Tale compito era stato assolto dal Ministro con uno schema di decreto che indicava, su parere di apposita commissione, il limite di 25 pagine per gli atti introduttivi, citazione e comparsa di risposta, di 13 pagine per le memorie, repliche e, in genere, per tutti gli atti interni al processo, e di 2 pagine per le note d`udienza.
Dimensioni in linea con quelle vigenti per la redazione degli atti dinanzi al Consiglio di Stato e alla Corte di Cassazione, anche per effetto di protocolli siglati dall`Avvocatura.
Lo schema di decreto prevedeva che non entrassero nei limiti l`intestazione dell`atto, i nomi delle parti, gli estremi del provvedimento impugnato, l`indicazione dei mezzi di prova, le conclusioni, l`indice dei documenti, gli avvertimenti di legge e che a tale restrizione peraltro solo nominale, esplicando possibili riflessi sulla regolamentazione delle spese di lite -, si potesse comunque derogare, senza permesso del giudice, purché il difensore si facesse carico di chiarire le ragioni per cui necessitava tale «sconfinamento».
A seguito delle vibrate proteste del Consiglio nazionale forense e dell`Organismo congressuale forense, che hanno lanciato l`allarme denunciando la compressione del diritto di difesa, è stato adottato un nuovo decreto ministeriale, entrato in vigore il 1° settembre scorso, con il quale tutti i limiti dimensionali degli atti sono stati senza indugio raddoppiati.
Non solo: si è previsto, benché la legge non contempli deroghe all`applicazione del principio, che sopra il valore di euro 500.000 non esistono più limiti dimensionali, i quali opereranno per le cause introdotte dopo il 1° settembre e non anche per i processi in corso. Si è così vanificata del tutto l`efficacia di una previsione che è fondamentale per l`accelerazione dell`iter dei processi civili.
Il legislatore aveva ritenuto tale intervento indifferibile non solo in quanto funzionale all`attuazione del principio di ragionevole durata del processo, ma anche in considerazione dello sviluppo e del consolidamento del processo civile telematico, che impone nuove e più agili modalità di consultazione e gestione degli atti processuali da leggere tramite video, tanto per le parti quanto per i giudici.

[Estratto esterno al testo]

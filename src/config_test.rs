use super::*;

fn ids(entries: &[NavEntry]) -> Vec<&'static str> {
    entries.iter().map(|e| e.id).collect()
}

fn owned(list: &[&str]) -> Vec<String> {
    list.iter().map(|s| (*s).to_owned()).collect()
}

#[test]
fn nav_ids_are_unique() {
    let mut seen = ids(DASHBOARD_NAV);
    seen.sort_unstable();
    seen.dedup();
    assert_eq!(seen.len(), DASHBOARD_NAV.len());
}

#[test]
fn no_constraints_keeps_everything() {
    assert_eq!(filter_nav(None, None).len(), DASHBOARD_NAV.len());
}

#[test]
fn include_keeps_only_named_ids_in_config_order() {
    let include = owned(&["settings", "dashboard"]);
    let filtered = filter_nav(Some(&include), None);
    // Config order wins over the include list's order.
    assert_eq!(ids(&filtered), ["dashboard", "settings"]);
}

#[test]
fn remove_drops_named_ids() {
    let remove = owned(&["billing"]);
    let filtered = filter_nav(None, Some(&remove));
    assert!(!ids(&filtered).contains(&"billing"));
    assert_eq!(filtered.len(), DASHBOARD_NAV.len() - 1);
}

#[test]
fn include_and_remove_compose() {
    let include = owned(&["members", "invite", "billing"]);
    let remove = owned(&["billing"]);
    let filtered = filter_nav(Some(&include), Some(&remove));
    assert_eq!(ids(&filtered), ["members", "invite"]);
}

#[test]
fn unknown_ids_are_ignored() {
    let include = owned(&["members", "nope"]);
    let remove = owned(&["also-nope"]);
    let filtered = filter_nav(Some(&include), Some(&remove));
    assert_eq!(ids(&filtered), ["members"]);
}

#[test]
fn empty_include_list_keeps_nothing() {
    let include: Vec<String> = Vec::new();
    assert!(filter_nav(Some(&include), None).is_empty());
}
//! Static dashboard navigation configuration.
//!
//! To add a navigation item, extend [`DASHBOARD_NAV`]; hosts narrow the
//! set per page with [`filter_nav`] rather than editing it.

#[cfg(test)]
#[path = "config_test.rs"]
mod config_test;

/// One entry in the sidebar navigation.
#[derive(Clone, Copy, Debug, PartialEq, Eq)]
pub struct NavEntry {
    pub id: &'static str,
    pub label: &'static str,
    pub href: &'static str,
}

/// Ordered navigation set for the app sidebar.
pub const DASHBOARD_NAV: &[NavEntry] = &[
    NavEntry {
        id: "dashboard",
        label: "Dashboard",
        href: "/",
    },
    NavEntry {
        id: "members",
        label: "Members",
        href: "/org/members",
    },
    NavEntry {
        id: "invite",
        label: "Invite",
        href: "/org/members/invite",
    },
    NavEntry {
        id: "settings",
        label: "Settings",
        href: "/settings",
    },
    NavEntry {
        id: "billing",
        label: "Billing",
        href: "/billing",
    },
];

/// Filter the static nav set for one host page.
///
/// An include list keeps only the named ids, a remove list then drops
/// ids; `None` means "no constraint". Output order always follows
/// [`DASHBOARD_NAV`], never the id lists. Unknown ids are ignored.
pub fn filter_nav(include_ids: Option<&[String]>, remove_ids: Option<&[String]>) -> Vec<NavEntry> {
    DASHBOARD_NAV
        .iter()
        .copied()
        .filter(|entry| include_ids.is_none_or(|ids| ids.iter().any(|id| id == entry.id)))
        .filter(|entry| !remove_ids.is_some_and(|ids| ids.iter().any(|id| id == entry.id)))
        .collect()
}
//! Organization access request inbox with accept/decline actions.

use leptos::prelude::*;

use crate::components::toast_stack::Toasts;
use crate::net::types::OrgJoinRequest;
use crate::state::requests::{ActionKind, RequestAction, RequestActions};
use crate::util::avatar::avatar_initials;
use crate::util::transition::AwaitableTransition;

/// Inbox of pending join requests with a manual refresh control.
///
/// The list owns the per-request action states; rows read and update the
/// shared map, so one row's failure can never touch a sibling. A manual
/// refresh swaps the whole list for a skeleton; row actions refresh
/// through their own coordinators and leave the list visible.
#[component]
pub fn OrgRequests(requests: LocalResource<Vec<OrgJoinRequest>>) -> impl IntoView {
    let actions = RwSignal::new(RequestActions::default());
    let transition = AwaitableTransition::new();

    let on_refresh = {
        let requests = requests.clone();
        move |_| {
            #[cfg(feature = "hydrate")]
            {
                let requests = requests.clone();
                leptos::task::spawn_local(async move {
                    // Busy rejection only happens while the button is
                    // disabled, so there is nothing to report.
                    let _ = transition
                        .begin(move || async move {
                            requests.refetch();
                        })
                        .await;
                });
            }
            #[cfg(not(feature = "hydrate"))]
            {
                let _ = &requests;
            }
        }
    };

    view! {
        <div class="org-requests">
            <div class="org-requests__header">
                <h4 class="org-requests__title">"People asking access"</h4>
                <button
                    class="btn btn--outline org-requests__refresh"
                    title="Refresh requests"
                    disabled=move || transition.is_pending()
                    on:click=on_refresh
                >
                    "\u{27f3}"
                </button>
            </div>

            {move || {
                if transition.is_pending() {
                    return view! { <div class="org-requests__skeleton"></div> }.into_any();
                }

                let requests = requests.clone();
                view! {
                    <Suspense fallback=move || {
                        view! { <div class="org-requests__skeleton"></div> }
                    }>
                        {
                            let requests = requests.clone();
                            move || {
                                requests
                                    .get()
                                    .map(|list| {
                                        if list.is_empty() {
                                            view! {
                                                <p class="org-requests__empty">"No requests"</p>
                                            }
                                                .into_any()
                                        } else {
                                            // Gateway order is the display order.
                                            list.into_iter()
                                                .map(|request| {
                                                    let requests = requests.clone();
                                                    view! {
                                                        <RequestItem
                                                            request=request
                                                            actions=actions
                                                            requests=requests
                                                        />
                                                    }
                                                })
                                                .collect::<Vec<_>>()
                                                .into_any()
                                        }
                                    })
                            }
                        }
                    </Suspense>
                }
                .into_any()
            }}
        </div>
    }
}

/// One pending request row: requester identity plus decline and accept
/// controls. Each completed action refreshes the list exactly once and
/// toasts exactly once, in that order.
#[component]
fn RequestItem(
    request: OrgJoinRequest,
    actions: RwSignal<RequestActions>,
    requests: LocalResource<Vec<OrgJoinRequest>>,
) -> impl IntoView {
    let toasts = expect_context::<Toasts>();
    let transition = AwaitableTransition::new();

    let id = request.id.clone();
    let state = Memo::new({
        let id = id.clone();
        move |_| actions.with(|a| a.state(&id))
    });

    let run = {
        let id = id.clone();
        move |kind: ActionKind| {
            #[cfg(feature = "hydrate")]
            {
                // The state machine owns re-entrancy: a second action on
                // a busy request is rejected here even if the rendering
                // layer let the click through.
                let began = actions
                    .try_update(|a| a.try_begin(&id, kind))
                    .unwrap_or(false);
                if !began {
                    return;
                }

                let id = id.clone();
                let requests = requests.clone();
                leptos::task::spawn_local(async move {
                    let result = match kind {
                        ActionKind::Accept => crate::net::api::accept_org_request(&id).await,
                        ActionKind::Decline => crate::net::api::decline_org_request(&id).await,
                    };

                    match result {
                        Ok(()) => {
                            let refreshed = transition
                                .begin(move || async move {
                                    requests.refetch();
                                })
                                .await;
                            // The toast waits for the transition so the
                            // list already shows the new snapshot.
                            match refreshed {
                                Ok(()) => toasts.success(kind.success_text()),
                                Err(busy) => {
                                    log::error!("request list refresh rejected: {busy:?}");
                                    toasts.error("Could not refresh the request list");
                                }
                            }
                        }
                        Err(err) => toasts.error(failure_text(kind, &err)),
                    }

                    // Guaranteed reset on every path; try_update keeps an
                    // unmounted row from panicking.
                    actions.try_update(|a| a.settle(&id));
                });
            }
            #[cfg(not(feature = "hydrate"))]
            {
                let _ = (kind, &id, &toasts, &transition, &requests);
            }
        }
    };

    let on_decline = {
        let run = run.clone();
        move |_| run(ActionKind::Decline)
    };
    let on_accept = move |_| run(ActionKind::Accept);

    let user = request.user;
    let display_name = user.name.clone().unwrap_or_else(|| user.email.clone());
    let initials = avatar_initials(user.name.as_deref());
    let alt = display_name.clone();

    view! {
        <div class="request-item">
            <div class="request-item__who">
                <span class="avatar">
                    {match user.image {
                        Some(src) => {
                            view! { <img class="avatar__image" src=src alt=alt/> }.into_any()
                        }
                        None => view! { <span class="avatar__fallback">{initials}</span> }.into_any(),
                    }}
                </span>
                <div class="request-item__identity">
                    <p class="request-item__name">{display_name}</p>
                    <p class="request-item__email">{user.email}</p>
                </div>
            </div>

            <div class="request-item__actions">
                <button
                    class="btn btn--destructive"
                    disabled=move || state.get() == RequestAction::Declining
                    on:click=on_decline
                >
                    <Show when=move || state.get() == RequestAction::Declining>
                        <span class="spinner"></span>
                    </Show>
                    <span>"Decline"</span>
                </button>
                <button
                    class="btn btn--secondary"
                    disabled=move || state.get() == RequestAction::Accepting
                    on:click=on_accept
                >
                    <Show when=move || state.get() == RequestAction::Accepting>
                        <span class="spinner"></span>
                    </Show>
                    <span>"Accept"</span>
                </button>
            </div>
        </div>
    }
}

Spiace che organismi istituzionali dell`Avvocatura, con tale levata di scudi, non abbiano colto la sfida culturale sottesa a tale previsione, che non mortifica ma semmai esalta il ruolo e la professionalità del difensore in un processo moderno, imponendo la selezione delle sole questioni rilevanti e un diverso approccio all`argomentazione giuridica con il definitivo abbandono di tecniche redazionali inutilmente ripetitive e ridondanti.
Chiarezza e sintesi dovrebbero orientare tutti gli operatori del diritto, avvocati e magistrati, spesso abituati a un lessico iper-tecnico e quasi esoterico, verso un nuovo modo di redigere gli atti processuali, più comprensibile per i cittadini nel nome dei quali viene amministrata la giustizia.
Ma il rammarico è che anche il Ministro della Giustizia, il quale ha ribadito al forum Ambrosetti l`urgenza di interventi volti a garantire la ragionevole durata dei processi civili, la cui lentezza costa all`Italia oltre 2 punti percentuali di PIL, abbia inspiegabilmente sottovalutato tale essenziale passaggio.